Hernández-Sáenz on Mexican Healers

The History of Health and Medicine Seminar series welcomed Luz Maria Hernández-Sáenz today, who presented the lively story of Dona Maria Tiburcia Reynantes. hernandez-saenz.gifHer paper “Between Medicine and Magic: the Story of an 18th century Mexican healer,” explored the rather fascinating case of a travelling healer in eighteenth century Mexico who combined magic and medicine with religiously ordained healing practice. In the case of Tiburcia, Dr. Hernández-Sáenz, utilized Inquisition records to explore the tale of a women who claimed to be able to cure illness, reunite the divorced and to even resuscitate the dead. Dr. Hernández-Sáenz completed her PhD at the University of Arizona at Tucson and is an Associate Professor at the University of Western Ontario. She specializes in the social history of eighteenth and nineteenth Mexico.

The case of Tiburcia explores the merging of indigenous native with European medicine. According to Hernández-Sáenz, this was the story of women who walked a fine line between healer and witch and successfully avoided being branded by the inquisition until her behaviour challenged the authority of local priests. The inquisition in Mexico followed the same line as the Spanish with the added self-ordained responsibility for policing the moral tone of the country. Tiburcia, the healer wandered from town to town garbed in white wearing a large cross. She had her herbs and healing talismans blessed by the church and even made the sign of the cross over vital organs as part of her healing process. Her attention to vital organs however, belied a folk belief stemming from Aztec times in the balance between the brain, the heart and the liver. Moreover her reliance on folk remedies using native herb species was far from the European practice of the time.

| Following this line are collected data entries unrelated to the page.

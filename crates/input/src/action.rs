use glam::Vec2;
use serde::{Deserialize, Serialize};
use std::collections::BTreeSet;

/// A high-level action produced by the keyboard.
///
/// Apps map raw key codes to actions; everything downstream consumes actions.
#[derive(Debug, Clone, Copy, PartialEq, Eq, Hash, PartialOrd, Ord, Serialize, Deserialize)]
pub enum Action {
    MoveForward,
    MoveBackward,
    StrafeLeft,
    StrafeRight,
    /// Show or hide the minimap overlay.
    ToggleMinimap,
    /// Close the viewer.
    Quit,
}

impl Action {
    /// Held-down actions that drive movement every tick.
    pub fn is_movement(self) -> bool {
        matches!(
            self,
            Self::MoveForward | Self::MoveBackward | Self::StrafeLeft | Self::StrafeRight
        )
    }
}

/// Input for a single tick.
#[derive(Debug, Clone, Copy, Default, PartialEq)]
pub struct InputFrame {
    /// `x`: strafe (+right), `y`: walk (+forward). Each component is -1, 0 or 1.
    pub movement: Vec2,
    /// Mouse motion since the previous tick, in device counts.
    pub look: Vec2,
}

/// Accumulated input between ticks.
#[derive(Debug, Clone, Default)]
pub struct InputState {
    held: BTreeSet<Action>,
    look: Vec2,
}

impl InputState {
    pub fn new() -> Self {
        Self::default()
    }

    /// Record a press. Returns `true` when the action was not already held,
    /// which is when one-shot actions should fire.
    pub fn press(&mut self, action: Action) -> bool {
        self.held.insert(action)
    }

    pub fn release(&mut self, action: Action) {
        self.held.remove(&action);
    }

    /// Drop every held action, e.g. when the window loses focus.
    pub fn release_all(&mut self) {
        self.held.clear();
    }

    pub fn is_held(&self, action: Action) -> bool {
        self.held.contains(&action)
    }

    pub fn add_look(&mut self, dx: f32, dy: f32) {
        self.look += Vec2::new(dx, dy);
    }

    /// Snapshot the current tick's input and reset the mouse delta.
    pub fn take_frame(&mut self) -> InputFrame {
        let axis = |pos: Action, neg: Action| {
            self.is_held(pos) as i32 as f32 - self.is_held(neg) as i32 as f32
        };
        let movement = Vec2::new(
            axis(Action::StrafeRight, Action::StrafeLeft),
            axis(Action::MoveForward, Action::MoveBackward),
        );
        InputFrame {
            movement,
            look: std::mem::take(&mut self.look),
        }
    }
}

When prayer and conventional medicine failed to cure illnesses, healers were the recourse and they practised their trade often with the tacit approval of the church. In this Tiburcia was no different. She seems to have set herself apart however in her fondness for alcohol and to invoking Satan when drunk in challenge to the local clergy. As Her..says, “she pushed limits too far and too often,” thus earning the censure of the inquisition and imprisonment that eventually led to her death.

Her story demonstrates an example of the merging of colloquial and scientific medicine, and reinforces that the indigenous practises have proved adaptable and maleable and continue to the present day.